Park’s hard-line comments had been anticipated, but they are certain to add fuel to the confrontation over the controversial plan, which is getting uglier day by day. On Sunday night, a group of opposition lawmakers attempted to raid the National Institute for International Education in central Seoul, alleging that the government is operating a “secret task force” on the plan for state-authored textbooks.

Police kept the opposition members from storming into the building and the confrontation continued into the following day, with the officials kept inside the building. 

One may support or oppose the plan for state-authored textbooks, but if the government is working on a plan, it would follow they would have a group of officials involved in the plan. The scene of opposition members putting the officials under an apparent siege illustrates the backwardness of Korean politics.

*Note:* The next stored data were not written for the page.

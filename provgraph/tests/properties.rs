//! Property-based tests for id generation and prefix resolution.
//!
//! Documents are built from random sequences of edits, mixing anonymous
//! records, explicit ids (bare, namespaced, in the default namespace, or
//! looking like generated ones) and removals.

use std::collections::HashSet;

use proptest::prelude::*;
use provgraph::{Document, Namespace, ProvError, Record, RecordKey};

#[derive(Debug, Clone)]
enum Edit {
    Entity,
    Activity,
    Named(u8),
    Generation(usize, usize),
    Remove(usize),
}

fn edit() -> impl Strategy<Value = Edit> {
    prop_oneof![
        3 => Just(Edit::Entity),
        2 => Just(Edit::Activity),
        3 => (0u8..12).prop_map(Edit::Named),
        3 => (any::<usize>(), any::<usize>()).prop_map(|(e, a)| Edit::Generation(e, a)),
        1 => any::<usize>().prop_map(Edit::Remove),
    ]
}

const DEFAULT_URI: &str = "http://example.org/";

/// Applies `edits` to a document whose default namespace is [`DEFAULT_URI`],
/// ignoring the ones the document rejects. Only elements no relation points
/// at are removed, so no reference dangles.
fn build(edits: &[Edit]) -> Document {
    let mut doc = Document::with_default_namespace(DEFAULT_URI);
    let mut elements: Vec<RecordKey> = Vec::new();
    let mut referenced: HashSet<RecordKey> = HashSet::new();
    for edit in edits {
        match edit {
            Edit::Entity => elements.extend(doc.add_entity(None).ok()),
            Edit::Activity => elements.extend(doc.add_activity(None, None, None).ok()),
            Edit::Named(n) => {
                // Bare and default-namespace names render alike on purpose,
                // as do bare names and generated ids.
                let local = format!("e{}", n / 4);
                let record = match n % 4 {
                    0 => Record::entity().with_id(format!("_:ELEM{}", n / 4)),
                    1 => Record::entity().with_id(local),
                    2 => Record::entity().with_id(Namespace::new("ex", DEFAULT_URI).name(&local)),
                    _ => Record::entity()
                        .with_id(Namespace::new("ex", "http://other.org/").name(&local)),
                };
                if let Ok(record) = record {
                    elements.extend(doc.add(record).ok());
                }
            }
            Edit::Generation(e, a) if !elements.is_empty() => {
                let entity = elements[e % elements.len()];
                let activity = elements[a % elements.len()];
                if doc.add_generation(entity, activity, None).is_ok() {
                    referenced.extend([entity, activity]);
                }
            }
            Edit::Remove(i) if !elements.is_empty() => {
                let index = i % elements.len();
                if !referenced.contains(&elements[index]) {
                    doc.remove(elements.remove(index));
                }
            }
            Edit::Generation(..) | Edit::Remove(_) => {}
        }
    }
    doc
}

/// Number of entries under `keyword` in an encoded graph.
fn section_len(json: &serde_json::Value, keyword: &str) -> usize {
    json.get(keyword)
        .and_then(serde_json::Value::as_object)
        .map_or(0, serde_json::Map::len)
}

proptest! {
    /// Every record of a graph gets an id of its own, or the encode fails
    /// because two explicit ids render alike.
    #[test]
    fn prop_ids_are_unique_per_graph(edits in prop::collection::vec(edit(), 0..40)) {
        let doc = build(&edits);
        let table = doc.prefix_table();
        let mut seen = HashSet::new();
        let clash = doc
            .records()
            .filter_map(Record::id)
            .any(|id| !seen.insert(table.resolve(id)));

        match doc.to_prov_json() {
            Ok(json) => {
                prop_assert!(!clash, "clashing ids encoded: {}", json);
                let encoded = section_len(&json, "entity")
                    + section_len(&json, "activity")
                    + section_len(&json, "wasGeneratedBy");
                prop_assert_eq!(encoded, doc.records().count());
            }
            Err(ProvError::DuplicateIdentifier(_)) => prop_assert!(clash),
            Err(e) => return Err(TestCaseError::fail(e.to_string())),
        }
    }

    /// Encoding twice yields the same tree, ids and prefixes included.
    #[test]
    fn prop_encoding_is_deterministic(edits in prop::collection::vec(edit(), 0..40)) {
        let doc = build(&edits);
        let first = doc.to_prov_json().ok();
        let second = doc.to_prov_json().ok();
        prop_assert_eq!(first, second);
    }

    /// The first namespace keeps a contested prefix; later ones get
    /// `ns0`, `ns1`, ... in order of appearance.
    #[test]
    fn prop_prefix_conflicts_mint_contiguous_prefixes(count in 1usize..8) {
        let mut doc = Document::new();
        for i in 0..count {
            let ns = Namespace::new("ex", format!("http://example.org/{i}/"));
            doc.add_entity(Some(ns.name("e"))).map_err(|e| TestCaseError::fail(e.to_string()))?;
        }

        let table = doc.prefix_table();
        prop_assert_eq!(table.get("ex"), Some("http://example.org/0/"));
        for i in 1..count {
            let synthetic = format!("ns{}", i - 1);
            let expected = format!("http://example.org/{i}/");
            prop_assert_eq!(table.get(&synthetic), Some(expected.as_str()));
        }
        let next_synthetic = format!("ns{}", count.saturating_sub(1));
        prop_assert!(!table.contains_prefix(&next_synthetic));
    }

    /// Registering a default namespace removes every other alias for it.
    #[test]
    fn prop_default_namespace_has_no_aliases(prefixes in prop::collection::vec("[a-z]{1,4}", 1..6)) {
        let uri = "http://example.org/";
        let mut doc = Document::with_default_namespace(uri);
        for (i, prefix) in prefixes.iter().enumerate() {
            let ns = Namespace::new(prefix.as_str(), uri);
            doc.add_entity(Some(ns.name(&format!("e{i}"))))
                .map_err(|e| TestCaseError::fail(e.to_string()))?;
        }

        let table = doc.prefix_table();
        let aliases: Vec<&str> = table
            .iter()
            .filter(|(prefix, bound)| *bound == uri && *prefix != provgraph::DEFAULT_PREFIX)
            .map(|(prefix, _)| prefix)
            .collect();
        prop_assert!(aliases.is_empty(), "aliases survived: {:?}", aliases);
    }
}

There is another case that illustrates how hard politics sway the dispute over the school textbooks. Opposition members and critics of the government plan claim that the conservative ruling camp is trying to write history textbooks with descriptions favorable to pro-Japanese and pro-military dictatorship figures. This apparently refers to President Park’s father, the late President Park Chung-hee, who served in the Japanese military and ruled the country with an iron fist for 18 years. 

Now the same people accuse the father of ruling party leader Kim Moo-sung, who ran a successful textile company, of having engaged in pro-Japanese activities during the colonial period. Kim flatly denies the allegation. 

Issues like these have little to do with the core issue of the dispute -- which are problems with the current history textbooks and how to redress them.

Without tackling the key issue and trying to sit together to discuss it, the ruling and opposition parties -- and more broadly conservatives and liberals -- are going all out in their respective campaigns.

As things stand, Park and the ruling camp is on the defensive, with opinion polls showing supporters are outnumbered by those who oppose the plan and an increasing number of historians and professors, including foreign scholars of Korean studies, joining the protest.

As Park said in her parliamentary speech, there is a stack of national agenda items awaiting action by the government and the National Assembly -- including deliberation of the state budget for next year, ratification of the Korea-China free trade agreement and the labor reform bills, to say the least.

Given Park’s hard-line stance and the opposition’s defiance -- opposition members put notes reading “Oppose state-authored textbooks” and “People’s Livelihood First” on their laptops while Park was on the podium -- it is difficult to foresee when the parliament will be able to get back to doing its job.